The trend intensified in 1972, as Nixon was reelected in a landslide over George McGovern. Far larger numbers of normally Democratic voters had defected to Nixon than in 1968. Later, when they helped elect Ronald Reagan in 1980, they would be characterized as Reagan Democrats. Some left the Democratic Party permanently; many more became "independent" and swung between candidates of both major parties. In 1992, in reaction mainly to federal deficit spending, there was a huge swing to independent presidential candidate Ross Perot, who in early polling ran ahead of both President Bush and Clinton in the presidential race. Perot made one campaign pratfall after another. Yet, on election day, he gained 19 percent of the total popular vote, drawing support from alienated voters of both political parties.

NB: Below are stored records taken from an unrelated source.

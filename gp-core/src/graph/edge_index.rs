use std::collections::HashMap;

/// Derived lookup structures over an edge list.
///
/// `incidence` maps every vertex to the edges touching it (as either endpoint) and `lookup` maps an
/// ordered vertex pair directly to the index of the edge joining them. Keying on the pair itself
/// rather than a packed integer means there is no ceiling on the vertex count.
#[derive(Clone, Debug, Default)]
pub(super) struct EdgeIndex {
    /// Edges touching each vertex.
    incidence: HashMap<usize, Vec<usize>>,
    /// Edge joining each ordered pair.
    lookup: HashMap<(usize, usize), usize>,
}

impl EdgeIndex {
    /// Build both maps in a single pass. Expects an edge list that already passed validation.
    pub(super) fn build(edges: &[(usize, usize)]) -> Self {
        let mut index = Self {
            incidence: HashMap::new(),
            lookup: HashMap::with_capacity(edges.len()),
        };

        for (k, &(i, j)) in edges.iter().enumerate() {
            index.incidence.entry(i).or_default().push(k);
            index.incidence.entry(j).or_default().push(k);
            index.lookup.insert((i, j), k);
        }
        index
    }

    /// Number of vertices with at least one incident edge.
    pub(super) fn vertex_count(&self) -> usize {
        self.incidence.len()
    }

    /// Index of the edge `from -> to`, if present.
    pub(super) fn edge(&self, from: usize, to: usize) -> Option<usize> {
        self.lookup.get(&(from, to)).copied()
    }

    /// Edges touching `vertex`; empty for unknown vertices.
    pub(super) fn incident(&self, vertex: usize) -> &[usize] {
        self.incidence.get(&vertex).map_or(&[][..], Vec::as_slice)
    }
}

The Vietnam War had required huge public expenditures and contributed to federal deficits during the Johnson and Nixon presidencies. President Reagan increased Pentagon spending as he strove to win the Cold War by forcing the Soviet Union into comparable spending that would break its economy. Then, after Clinton policies and a growing economy had restored the budget to balance, the events of 9/11 led President Bush to launch major interventions in Iraq and Afghanistan. During the same period Democrats and Republicans in Congress undertook a major domestic spending spree, with emphasis on "earmarks" that channeled billions in pork-barrel spending to their constituencies. Meantime, financial speculation and risk-taking were reaching their apex. The 2008-10 collapse followed.

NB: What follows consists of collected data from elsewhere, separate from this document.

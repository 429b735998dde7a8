pub mod queue;
pub mod runner;
pub mod worker;

pub use queue::{local_channel, LocalTaskSource, RemoteTaskSource, TaskSource};
pub use runner::ScrapeRunner;
pub use worker::{TaskRunner, WorkerPool};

Barack Obama took office in January, 2009, facing financial and economic crises for which he was not prepared. He chose initially to continue a financial-sector bailout designed in the Bush Treasury Department. One of its authors had been Tim Geithner, then president of the New York Federal Reserve. The bailout sent billions in public funds, with few strings attached, to the largest financial houses.
In forming his cabinet, Obama passed over Volcker, the hero of the post-Carter era, in favor of Geithner as Treasury Secretary. He largely delegated to Democratic congressional committee chairs the design of a nearly $1 trillion "stimulus package" which, regrettably, contained little immediate economic stimulus but instead steered money to favored congressional projects. His administration and Congress designed bailouts for the housing, auto, and banking sectors. That added further billions in federal debt and shifted unprecedented power from the private to the public sector.
Then, in a surprising move, Obama presented a plan to remake the health sector. Normally, such a plan would not have been attempted until financial and economic stability had been restored. Debate over the plan consumed a full year. It passed narrowly on what was largely a one-party basis and against majority public opinion. It, too, added to federal deficits. Even the most conservative official budget projections, in 2010, showed federal budget deficits of at least $1 trillion in each of the following 10 years.